● DATA TO EXAMINE:
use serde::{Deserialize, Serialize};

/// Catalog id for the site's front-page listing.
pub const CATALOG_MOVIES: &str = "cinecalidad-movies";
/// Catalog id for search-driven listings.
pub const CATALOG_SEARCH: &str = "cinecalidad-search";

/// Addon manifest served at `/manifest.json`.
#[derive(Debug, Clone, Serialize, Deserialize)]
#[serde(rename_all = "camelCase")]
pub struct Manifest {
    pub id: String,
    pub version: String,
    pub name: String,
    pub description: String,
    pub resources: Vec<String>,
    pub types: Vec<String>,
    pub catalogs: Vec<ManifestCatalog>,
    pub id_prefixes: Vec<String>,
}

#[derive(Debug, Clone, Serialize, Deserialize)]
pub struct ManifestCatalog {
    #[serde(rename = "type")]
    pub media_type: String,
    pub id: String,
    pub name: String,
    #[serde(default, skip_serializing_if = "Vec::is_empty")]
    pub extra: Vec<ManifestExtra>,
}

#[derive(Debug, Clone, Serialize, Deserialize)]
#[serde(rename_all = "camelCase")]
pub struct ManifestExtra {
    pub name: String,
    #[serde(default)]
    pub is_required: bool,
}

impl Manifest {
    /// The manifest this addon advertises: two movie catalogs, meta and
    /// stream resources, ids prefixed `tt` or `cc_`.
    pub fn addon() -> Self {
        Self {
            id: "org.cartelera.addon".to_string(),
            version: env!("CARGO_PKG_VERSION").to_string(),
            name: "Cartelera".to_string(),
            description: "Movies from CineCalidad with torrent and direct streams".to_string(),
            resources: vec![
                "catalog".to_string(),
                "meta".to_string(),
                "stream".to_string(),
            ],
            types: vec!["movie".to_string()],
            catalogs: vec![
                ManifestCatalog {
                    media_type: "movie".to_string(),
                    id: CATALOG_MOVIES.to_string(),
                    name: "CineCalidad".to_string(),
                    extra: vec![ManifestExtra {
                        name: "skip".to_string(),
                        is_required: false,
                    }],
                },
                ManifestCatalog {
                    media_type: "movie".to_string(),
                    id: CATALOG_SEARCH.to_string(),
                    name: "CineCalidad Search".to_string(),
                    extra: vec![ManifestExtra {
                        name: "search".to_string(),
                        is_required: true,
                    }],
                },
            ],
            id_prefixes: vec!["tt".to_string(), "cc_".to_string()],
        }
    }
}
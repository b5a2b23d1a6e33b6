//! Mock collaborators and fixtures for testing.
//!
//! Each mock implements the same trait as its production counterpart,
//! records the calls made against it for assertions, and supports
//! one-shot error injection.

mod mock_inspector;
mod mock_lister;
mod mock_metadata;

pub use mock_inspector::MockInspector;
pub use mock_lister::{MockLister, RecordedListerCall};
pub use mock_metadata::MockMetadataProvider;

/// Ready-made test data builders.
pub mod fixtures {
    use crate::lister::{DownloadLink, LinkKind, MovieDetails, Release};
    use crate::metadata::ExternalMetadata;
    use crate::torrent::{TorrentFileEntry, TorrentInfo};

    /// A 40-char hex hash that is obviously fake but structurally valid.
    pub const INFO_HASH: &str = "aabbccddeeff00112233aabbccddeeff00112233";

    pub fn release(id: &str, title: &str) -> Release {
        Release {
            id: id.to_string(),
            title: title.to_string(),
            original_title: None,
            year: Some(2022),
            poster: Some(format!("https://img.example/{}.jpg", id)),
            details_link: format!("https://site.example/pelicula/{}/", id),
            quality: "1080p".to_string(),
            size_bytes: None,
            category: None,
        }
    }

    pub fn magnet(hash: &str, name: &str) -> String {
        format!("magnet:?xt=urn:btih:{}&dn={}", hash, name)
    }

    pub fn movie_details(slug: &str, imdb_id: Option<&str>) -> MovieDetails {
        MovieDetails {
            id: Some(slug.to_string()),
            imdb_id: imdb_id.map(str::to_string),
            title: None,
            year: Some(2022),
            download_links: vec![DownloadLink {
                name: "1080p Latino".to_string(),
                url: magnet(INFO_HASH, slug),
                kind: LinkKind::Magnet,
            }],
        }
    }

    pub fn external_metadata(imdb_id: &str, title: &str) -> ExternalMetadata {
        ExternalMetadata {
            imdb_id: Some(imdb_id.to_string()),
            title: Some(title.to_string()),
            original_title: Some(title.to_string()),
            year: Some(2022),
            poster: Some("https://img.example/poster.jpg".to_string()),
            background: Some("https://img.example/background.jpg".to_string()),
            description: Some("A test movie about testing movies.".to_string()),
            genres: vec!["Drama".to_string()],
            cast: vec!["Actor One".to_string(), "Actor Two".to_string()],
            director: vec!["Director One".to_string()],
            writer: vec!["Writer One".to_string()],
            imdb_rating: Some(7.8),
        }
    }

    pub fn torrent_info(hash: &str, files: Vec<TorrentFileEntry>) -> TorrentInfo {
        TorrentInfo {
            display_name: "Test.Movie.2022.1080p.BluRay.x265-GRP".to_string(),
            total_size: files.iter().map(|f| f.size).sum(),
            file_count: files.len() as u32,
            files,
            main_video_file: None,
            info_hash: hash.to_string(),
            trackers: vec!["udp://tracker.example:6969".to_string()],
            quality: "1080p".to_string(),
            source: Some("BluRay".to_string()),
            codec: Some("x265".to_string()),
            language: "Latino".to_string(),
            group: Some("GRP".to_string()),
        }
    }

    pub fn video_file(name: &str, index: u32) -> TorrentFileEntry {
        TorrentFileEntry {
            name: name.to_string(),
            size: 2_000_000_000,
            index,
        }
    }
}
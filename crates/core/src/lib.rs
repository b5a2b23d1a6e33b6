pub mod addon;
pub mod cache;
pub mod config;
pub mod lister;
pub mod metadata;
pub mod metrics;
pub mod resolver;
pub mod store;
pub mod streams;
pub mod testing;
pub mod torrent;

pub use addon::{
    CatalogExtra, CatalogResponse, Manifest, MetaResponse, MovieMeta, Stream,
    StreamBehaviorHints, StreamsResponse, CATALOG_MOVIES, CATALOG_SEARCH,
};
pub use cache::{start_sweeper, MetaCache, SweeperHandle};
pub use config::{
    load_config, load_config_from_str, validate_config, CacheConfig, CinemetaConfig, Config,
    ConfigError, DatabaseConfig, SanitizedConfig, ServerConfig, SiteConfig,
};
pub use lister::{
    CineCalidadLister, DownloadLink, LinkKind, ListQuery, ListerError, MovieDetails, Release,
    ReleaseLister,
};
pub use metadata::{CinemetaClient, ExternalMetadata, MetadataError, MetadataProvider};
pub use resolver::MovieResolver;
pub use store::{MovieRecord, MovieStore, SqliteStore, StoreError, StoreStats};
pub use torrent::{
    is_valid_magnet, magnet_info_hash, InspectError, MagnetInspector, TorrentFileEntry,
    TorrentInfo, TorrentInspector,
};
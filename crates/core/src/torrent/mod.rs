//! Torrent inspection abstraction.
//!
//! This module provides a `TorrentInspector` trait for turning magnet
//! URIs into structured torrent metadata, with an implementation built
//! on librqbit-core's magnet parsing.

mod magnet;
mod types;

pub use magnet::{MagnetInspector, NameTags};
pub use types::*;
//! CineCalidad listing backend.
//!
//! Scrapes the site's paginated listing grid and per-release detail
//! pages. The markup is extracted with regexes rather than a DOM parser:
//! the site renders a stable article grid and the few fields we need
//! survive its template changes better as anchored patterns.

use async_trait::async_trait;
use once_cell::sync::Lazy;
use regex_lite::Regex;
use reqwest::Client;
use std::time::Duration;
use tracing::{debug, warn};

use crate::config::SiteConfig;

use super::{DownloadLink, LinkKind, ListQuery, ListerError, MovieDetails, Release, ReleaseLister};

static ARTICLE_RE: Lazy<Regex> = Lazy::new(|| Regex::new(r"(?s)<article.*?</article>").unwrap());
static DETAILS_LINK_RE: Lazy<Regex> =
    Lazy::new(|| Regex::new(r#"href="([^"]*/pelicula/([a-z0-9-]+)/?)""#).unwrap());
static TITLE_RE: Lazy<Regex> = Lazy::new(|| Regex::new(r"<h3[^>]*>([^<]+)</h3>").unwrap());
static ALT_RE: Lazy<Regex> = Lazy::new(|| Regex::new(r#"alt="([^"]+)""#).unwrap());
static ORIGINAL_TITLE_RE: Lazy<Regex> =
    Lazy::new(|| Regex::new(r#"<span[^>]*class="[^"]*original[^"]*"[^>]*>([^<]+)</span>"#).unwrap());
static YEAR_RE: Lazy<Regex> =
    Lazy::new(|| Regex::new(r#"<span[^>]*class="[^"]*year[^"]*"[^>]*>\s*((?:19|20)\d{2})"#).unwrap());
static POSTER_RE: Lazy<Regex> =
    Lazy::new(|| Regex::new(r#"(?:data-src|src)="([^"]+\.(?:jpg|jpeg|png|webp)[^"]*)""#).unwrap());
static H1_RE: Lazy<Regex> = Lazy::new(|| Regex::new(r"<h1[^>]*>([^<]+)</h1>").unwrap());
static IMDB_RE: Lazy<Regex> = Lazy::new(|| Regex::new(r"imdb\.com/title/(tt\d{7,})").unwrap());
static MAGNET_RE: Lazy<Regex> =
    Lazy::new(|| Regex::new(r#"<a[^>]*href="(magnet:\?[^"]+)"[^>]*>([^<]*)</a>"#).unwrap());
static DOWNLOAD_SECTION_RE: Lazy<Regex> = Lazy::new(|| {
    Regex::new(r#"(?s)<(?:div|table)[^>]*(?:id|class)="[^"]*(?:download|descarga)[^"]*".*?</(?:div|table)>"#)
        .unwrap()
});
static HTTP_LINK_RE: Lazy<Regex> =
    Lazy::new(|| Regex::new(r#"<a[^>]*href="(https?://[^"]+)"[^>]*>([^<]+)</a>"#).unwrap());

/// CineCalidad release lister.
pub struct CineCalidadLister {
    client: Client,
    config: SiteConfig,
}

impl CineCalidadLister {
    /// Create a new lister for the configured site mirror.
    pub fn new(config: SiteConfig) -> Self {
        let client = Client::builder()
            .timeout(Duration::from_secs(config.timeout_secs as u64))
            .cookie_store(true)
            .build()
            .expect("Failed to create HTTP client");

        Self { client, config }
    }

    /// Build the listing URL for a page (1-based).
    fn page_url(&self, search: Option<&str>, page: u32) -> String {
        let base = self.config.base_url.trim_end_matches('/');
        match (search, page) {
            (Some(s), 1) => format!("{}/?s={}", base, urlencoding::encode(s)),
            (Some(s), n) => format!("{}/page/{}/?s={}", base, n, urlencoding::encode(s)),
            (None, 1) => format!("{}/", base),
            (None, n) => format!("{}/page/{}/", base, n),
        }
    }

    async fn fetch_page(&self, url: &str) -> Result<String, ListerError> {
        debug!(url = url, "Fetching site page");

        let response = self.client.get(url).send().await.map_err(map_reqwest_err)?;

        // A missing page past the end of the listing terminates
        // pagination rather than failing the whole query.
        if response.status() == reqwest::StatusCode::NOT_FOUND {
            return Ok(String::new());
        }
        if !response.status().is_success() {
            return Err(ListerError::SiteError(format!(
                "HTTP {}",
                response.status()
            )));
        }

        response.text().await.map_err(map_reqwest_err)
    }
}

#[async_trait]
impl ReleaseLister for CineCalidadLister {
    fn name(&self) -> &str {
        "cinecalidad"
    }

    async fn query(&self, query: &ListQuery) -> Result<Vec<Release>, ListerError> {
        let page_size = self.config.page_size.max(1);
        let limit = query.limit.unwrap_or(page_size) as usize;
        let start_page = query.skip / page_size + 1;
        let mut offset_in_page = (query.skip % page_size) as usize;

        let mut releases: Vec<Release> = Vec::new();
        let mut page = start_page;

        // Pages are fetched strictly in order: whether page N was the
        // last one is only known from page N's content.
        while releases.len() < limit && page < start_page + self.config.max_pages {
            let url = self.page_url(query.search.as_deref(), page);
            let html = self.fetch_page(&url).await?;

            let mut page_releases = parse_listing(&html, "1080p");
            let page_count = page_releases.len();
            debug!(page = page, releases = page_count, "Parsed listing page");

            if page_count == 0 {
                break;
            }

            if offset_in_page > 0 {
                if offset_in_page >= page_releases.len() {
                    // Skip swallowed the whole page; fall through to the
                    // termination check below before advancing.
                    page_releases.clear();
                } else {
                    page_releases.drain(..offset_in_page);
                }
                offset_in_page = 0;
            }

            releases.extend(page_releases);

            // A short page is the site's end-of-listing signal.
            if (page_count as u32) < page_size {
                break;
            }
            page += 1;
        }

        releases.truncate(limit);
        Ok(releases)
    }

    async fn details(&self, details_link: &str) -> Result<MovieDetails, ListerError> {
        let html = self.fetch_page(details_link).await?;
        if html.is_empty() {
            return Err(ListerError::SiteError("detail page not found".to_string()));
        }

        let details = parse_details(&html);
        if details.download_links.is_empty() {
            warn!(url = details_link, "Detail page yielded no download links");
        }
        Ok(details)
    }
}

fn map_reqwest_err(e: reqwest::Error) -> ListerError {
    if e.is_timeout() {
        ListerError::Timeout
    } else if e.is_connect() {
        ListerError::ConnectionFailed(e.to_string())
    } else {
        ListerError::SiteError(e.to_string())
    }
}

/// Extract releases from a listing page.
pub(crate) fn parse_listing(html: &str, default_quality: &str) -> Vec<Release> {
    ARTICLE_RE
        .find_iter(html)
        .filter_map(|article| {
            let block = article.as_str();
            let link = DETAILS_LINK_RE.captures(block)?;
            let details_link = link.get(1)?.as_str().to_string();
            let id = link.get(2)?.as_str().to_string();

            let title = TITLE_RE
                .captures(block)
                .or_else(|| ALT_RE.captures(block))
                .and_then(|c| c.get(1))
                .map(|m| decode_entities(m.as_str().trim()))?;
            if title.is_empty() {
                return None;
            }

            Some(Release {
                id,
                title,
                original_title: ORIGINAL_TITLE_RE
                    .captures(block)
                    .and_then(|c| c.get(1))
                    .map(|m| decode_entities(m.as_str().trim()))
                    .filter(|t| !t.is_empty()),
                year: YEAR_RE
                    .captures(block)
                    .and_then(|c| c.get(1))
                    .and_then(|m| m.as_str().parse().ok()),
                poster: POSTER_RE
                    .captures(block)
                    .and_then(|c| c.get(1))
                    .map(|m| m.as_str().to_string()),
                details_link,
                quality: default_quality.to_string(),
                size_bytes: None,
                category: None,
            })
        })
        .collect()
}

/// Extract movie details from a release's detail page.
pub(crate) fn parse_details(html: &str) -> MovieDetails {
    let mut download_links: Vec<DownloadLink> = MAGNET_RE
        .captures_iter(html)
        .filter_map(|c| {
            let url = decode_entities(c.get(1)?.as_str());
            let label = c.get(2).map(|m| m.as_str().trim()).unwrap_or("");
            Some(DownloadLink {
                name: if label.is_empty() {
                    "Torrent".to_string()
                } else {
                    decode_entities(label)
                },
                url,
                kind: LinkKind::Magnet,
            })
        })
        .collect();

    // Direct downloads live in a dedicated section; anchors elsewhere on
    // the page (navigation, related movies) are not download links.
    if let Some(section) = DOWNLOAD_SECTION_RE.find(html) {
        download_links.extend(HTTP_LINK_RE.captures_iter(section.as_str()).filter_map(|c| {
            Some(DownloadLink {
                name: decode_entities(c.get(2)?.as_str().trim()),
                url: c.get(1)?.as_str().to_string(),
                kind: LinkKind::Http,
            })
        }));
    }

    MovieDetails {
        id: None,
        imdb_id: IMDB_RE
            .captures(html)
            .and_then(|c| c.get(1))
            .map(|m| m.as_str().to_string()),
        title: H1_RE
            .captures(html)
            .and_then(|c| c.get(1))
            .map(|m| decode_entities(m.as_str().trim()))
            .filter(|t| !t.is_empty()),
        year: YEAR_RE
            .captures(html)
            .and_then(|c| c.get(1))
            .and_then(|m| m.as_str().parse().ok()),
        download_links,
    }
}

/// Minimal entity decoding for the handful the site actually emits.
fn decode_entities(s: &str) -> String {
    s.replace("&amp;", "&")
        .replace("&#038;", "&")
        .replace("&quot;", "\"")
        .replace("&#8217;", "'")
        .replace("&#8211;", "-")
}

● ASSIGNED TASK:
The output should be exactly the lines above from the line containing "pages. The markup" to the line containing "use crate::config::SiteConfig;", inclusive, with no other lines.

● SOLUTION:
//! pages. The markup is extracted with regexes rather than a DOM parser:
//! the site renders a stable article grid and the few fields we need
//! survive its template changes better as anchored patterns.

use async_trait::async_trait;
use once_cell::sync::Lazy;
use regex_lite::Regex;
use reqwest::Client;
use std::time::Duration;
use tracing::{debug, warn};

use crate::config::SiteConfig;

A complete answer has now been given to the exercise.